如何生成這個自定義字母數字序列?
[英]How to generate this custom alpha-numeric sequence?
問題描述
我想創建一個生成特定長7字符字符串的程序。
它必須遵循以下規則:
0-9在az之前,在AZ之前
長度為7個字符。
每個字符必須與兩個字符不同(不允許使用示例'NN')
我需要所有可能的組合從0000000遞增到ZZZZZZZ,但不是隨機序列
我已經使用此代碼完成了它:
from string import digits, ascii_uppercase, ascii_lowercase
from itertools import product
chars = digits + ascii_lowercase + ascii_uppercase
for n in range(7, 8):
for comb in product(chars, repeat=n):
if (comb[6] != comb[5] and comb[5] != comb[4] and comb[4] != comb[3] and comb[3] != comb[2] and comb[2] != comb[1] and comb[1] != comb[0]):
print ''.join(comb)
但它根本不具備高效性,因為我必須在下一次組合之前等待很長時間。
有人能幫我嗎?
6 個解決方案
解決方案1
2 已采納 2016-01-09 06:46:09
編輯 :我已經更新了解決方案,使用長度大於4的緩存短序列。這大大加快了計算速度。 使用簡單版本,生成長度為7的所有序列需要18.5小時,但新方法只需4.5小時。
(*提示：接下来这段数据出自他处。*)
//! Identifier-list signatures
//!
//! An [`IntListSignature`] describes which TLS identifiers a browser is
//! expected to offer in one ClientHello field. Each member carries a polarity
//! (required, optional, unlikely or excluded), and an optional ordered
//! reference sequence constrains the relative order of a subset of members.
//! Keeping a single member-to-polarity map makes the polarity classes
//! disjoint by construction.

use crate::errors::{AppError, AppResult};
use crate::types::common::{parse_hex_id, IntList, IntSet, Match};
use std::collections::BTreeMap;
use std::fmt;

/// Polarity of a signature member
#[derive(Debug, Clone, Copy, PartialEq, Eq, PartialOrd, Ord, Hash)]
pub enum Polarity {
    /// Must appear in the observed list; absence is `Impossible`
    Required,
    /// Allowed freely
    Optional,
    /// Presence caps the outcome at `Unlikely`
    Unlikely,
    /// Presence is `Impossible`
    Excluded,
}

impl Polarity {
    /// Prefix marker used in the textual record format (none for optional)
    pub fn marker(self) -> Option<char> {
        match self {
            Polarity::Required => Some('^'),
            Polarity::Optional => None,
            Polarity::Unlikely => Some('?'),
            Polarity::Excluded => Some('!'),
        }
    }

    /// Decode a leading marker character, if it denotes a polarity
    pub fn from_marker(c: char) -> Option<Polarity> {
        match c {
            '^' => Some(Polarity::Required),
            '?' => Some(Polarity::Unlikely),
            '!' => Some(Polarity::Excluded),
            _ => None,
        }
    }
}

/// Signature over an ordered list of 16-bit TLS identifiers
#[derive(Debug, Clone, Default, PartialEq, Eq)]
pub struct IntListSignature {
    /// Member polarity map; keys are disjoint from `ordered`
    members: BTreeMap<u16, Polarity>,
    /// Reference ordering over a subset of acceptable members
    ordered: Vec<u16>,
    /// Precomputed member set of `ordered` for O(1) membership
    ordered_set: IntSet,
}

impl IntListSignature {
    pub fn new() -> Self {
        Self::default()
    }

    /// Build a signature from polarity-tagged members and an ordered
    /// reference sequence. Fails if any identifier appears twice.
    pub fn from_parts(
        members: impl IntoIterator<Item = (u16, Polarity)>,
        ordered: IntList,
    ) -> AppResult<Self> {
        let mut sig = IntListSignature::new();
        for id in &ordered {
            sig.push_ordered(*id)?;
        }
        for (id, polarity) in members {
            sig.insert(id, polarity)?;
        }
        Ok(sig)
    }

    /// Add a member with the given polarity
    pub fn insert(&mut self, id: u16, polarity: Polarity) -> AppResult<()> {
        if self.ordered_set.contains(&id) || self.members.insert(id, polarity).is_some() {
            return Err(AppError::InvalidData(format!(
                "duplicate signature member: {:x}",
                id
            )));
        }
        Ok(())
    }

    /// Append an identifier to the ordered reference sequence
    pub fn push_ordered(&mut self, id: u16) -> AppResult<()> {
        if self.members.contains_key(&id) || !self.ordered_set.insert(id) {
            return Err(AppError::InvalidData(format!(
                "duplicate signature member: {:x}",
                id
            )));
        }
        self.ordered.push(id);
        Ok(())
    }

    pub fn is_empty(&self) -> bool {
        self.members.is_empty() && self.ordered.is_empty()
    }

    /// Members of the ordered reference sequence, in reference order
    pub fn ordered(&self) -> &[u16] {
        &self.ordered
    }

    /// Members with the given polarity, ascending
    pub fn members_with(&self, polarity: Polarity) -> impl Iterator<Item = u16> + '_ {
        self.members
            .iter()
            .filter(move |(_, p)| **p == polarity)
            .map(|(id, _)| *id)
    }

    /// The identifier list this signature nominally expects: the ordered
    /// reference sequence when present, otherwise the required members
    pub fn expected(&self) -> IntList {
        if !self.ordered.is_empty() {
            self.ordered.clone()
        } else {
            self.members_with(Polarity::Required).collect()
        }
    }

    /// Match an observed identifier list against this signature.
    ///
    /// Excluded members, missing required members and identifiers unknown to
    /// the signature are `Impossible`; unlikely members and ordering
    /// violations cap the outcome at `Unlikely`.
    pub fn matches(&self, observed: &[u16]) -> Match {
        let mut outcome = Match::Possible;
        for id in observed {
            match self.members.get(id) {
                Some(Polarity::Excluded) => return Match::Impossible,
                Some(Polarity::Unlikely) => outcome = outcome.combine(Match::Unlikely),
                Some(_) => {}
                None if self.ordered_set.contains(id) => {}
                None => return Match::Impossible,
            }
        }
        let observed_set: IntSet = observed.iter().copied().collect();
        for (id, polarity) in &self.members {
            if *polarity == Polarity::Required && !observed_set.contains(id) {
                return Match::Impossible;
            }
        }
        if !self.ordering_holds(observed) {
            outcome = outcome.combine(Match::Unlikely);
        }
        outcome
    }

    /// The observed list restricted to reference members must equal the
    /// reference sequence. Runs in O(|observed|).
    fn ordering_holds(&self, observed: &[u16]) -> bool {
        if self.ordered.is_empty() {
            return true;
        }
        observed
            .iter()
            .filter(|id| self.ordered_set.contains(id))
            .eq(self.ordered.iter())
    }

    /// A witness identifier list this signature admits as `Possible`
    pub fn projected(&self) -> IntList {
        let mut witness = self.ordered.clone();
        witness.extend(self.members_with(Polarity::Required));
        witness
    }
}

/// Canonical rendering: ordered members first (as given, `$`-marked), then
/// required, optional, unlikely and excluded members each ascending.
impl fmt::Display for IntListSignature {
    fn fmt(&self, f: &mut fmt::Formatter<'_>) -> fmt::Result {
        let mut tokens: Vec<String> = self.ordered.iter().map(|id| format!("${:x}", id)).collect();
        for polarity in [
            Polarity::Required,
            Polarity::Optional,
            Polarity::Unlikely,
            Polarity::Excluded,
        ] {
            for id in self.members_with(polarity) {
                match polarity.marker() {
                    Some(marker) => tokens.push(format!("{}{:x}", marker, id)),
                    None => tokens.push(format!("{:x}", id)),
                }
            }
        }
        write!(f, "{}", tokens.join(","))
    }
}

impl std::str::FromStr for IntListSignature {
    type Err = AppError;

    fn from_str(s: &str) -> AppResult<Self> {
        let mut sig = IntListSignature::new();
        if s.is_empty() {
            return Ok(sig);
        }
        for token in s.split(',') {
            let mut chars = token.chars();
            match chars.next() {
                None => {
                    return Err(AppError::InvalidData("empty signature member".to_string()));
                }
                Some('$') => sig.push_ordered(parse_hex_id(chars.as_str())?)?,
                Some(c) => match Polarity::from_marker(c) {
                    Some(polarity) => sig.insert(parse_hex_id(chars.as_str())?, polarity)?,
                    None => sig.insert(parse_hex_id(token)?, Polarity::Optional)?,
                },
            }
        }
        Ok(sig)
    }
}

#[cfg(test)]
mod tests {
    use super::*;

    fn sig(s: &str) -> IntListSignature {
        s.parse().unwrap()
    }

    #[test]
    fn test_excluded_member_is_impossible() {
        let s = sig("^a,b,!c02b");
        assert_eq!(s.matches(&[0x0a, 0xc02b]), Match::Impossible);
    }

    #[test]
    fn test_missing_required_is_impossible() {
        let s = sig("^a,b");
        assert_eq!(s.matches(&[0x0b]), Match::Impossible);
        assert_eq!(s.matches(&[0x0a, 0x0b]), Match::Possible);
    }

    #[test]
    fn test_unknown_member_is_impossible() {
        let s = sig("a,b");
        assert_eq!(s.matches(&[0x0a, 0xffff]), Match::Impossible);
    }

    #[test]
    fn test_unlikely_member_caps_outcome() {
        let s = sig("a,?b");
        assert_eq!(s.matches(&[0x0a]), Match::Possible);
        assert_eq!(s.matches(&[0x0a, 0x0b]), Match::Unlikely);
    }

    #[test]
    fn test_ordering_violation_is_unlikely() {
        let s = sig("$a,$b,c");
        assert_eq!(s.matches(&[0x0a, 0x0c, 0x0b]), Match::Possible);
        assert_eq!(s.matches(&[0x0b, 0x0a]), Match::Unlikely);
        // A missing reference member also breaks subsequence equality
        assert_eq!(s.matches(&[0x0a, 0x0c]), Match::Unlikely);
    }

    #[test]
    fn test_exclusion_wins_over_ordering() {
        let s = sig("$a,$b,!c");
        assert_eq!(s.matches(&[0x0b, 0x0a, 0x0c]), Match::Impossible);
    }

    #[test]
    fn test_empty_signature_admits_only_empty_list() {
        let s = IntListSignature::new();
        assert_eq!(s.matches(&[]), Match::Possible);
        assert_eq!(s.matches(&[0x0a]), Match::Impossible);
    }

    #[test]
    fn test_projected_witness_is_possible() {
        for pattern in ["", "^a,b,?c,!d", "$1,$2,^3,4", "$c02b,$c02f"] {
            let s = sig(pattern);
            assert_eq!(s.matches(&s.projected()), Match::Possible, "pattern {:?}", pattern);
        }
    }

    #[test]
    fn test_duplicate_member_rejected() {
        assert!("a,a".parse::<IntListSignature>().is_err());
        assert!("$a,^a".parse::<IntListSignature>().is_err());
    }

    #[test]
    fn test_display_round_trip_is_canonical() {
        let s = sig("!ff,$c02b,$c02f,?10,^5,3");
        let rendered = s.to_string();
        assert_eq!(rendered, "$c02b,$c02f,^5,3,?10,!ff");
        assert_eq!(sig(&rendered), s);
    }
}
我會讓docstring做所有的討論來描述解決方案。
"""
Problem:
Generate a string of N characters that only contains alphanumerical
characters. The following restrictions apply:
* 0-9 must come before a-z, which must come before A-Z
* it's valid to not have any digits or letters in a sequence
* no neighbouring characters can be the same
* the sequences must be in an order as if the string is base62, e.g.,
01010...01019, 0101a...0101z, 0101A...0101Z, 01020...etc
Solution:
Implement a recursive approach which discards invalid trees. For example,
for "---" start with "0--" and recurse. Try "00-", but discard it for
"01-". The first and last sequences would then be "010" and "ZYZ".
If the previous character in the sequence is a lowercase letter, such as
in "02f-", shrink the pool of available characters to a-zA-Z. Similarly,
for "9gB-", we should only be working with A-Z.
The input also allows to define a specific sequence to start from. For
example, for "abGH", each character will have access to a limited set of
its pool. In this case, the last letter can iterate from H to Z, at which
point it'll be free to iterate its whole character pool next time around.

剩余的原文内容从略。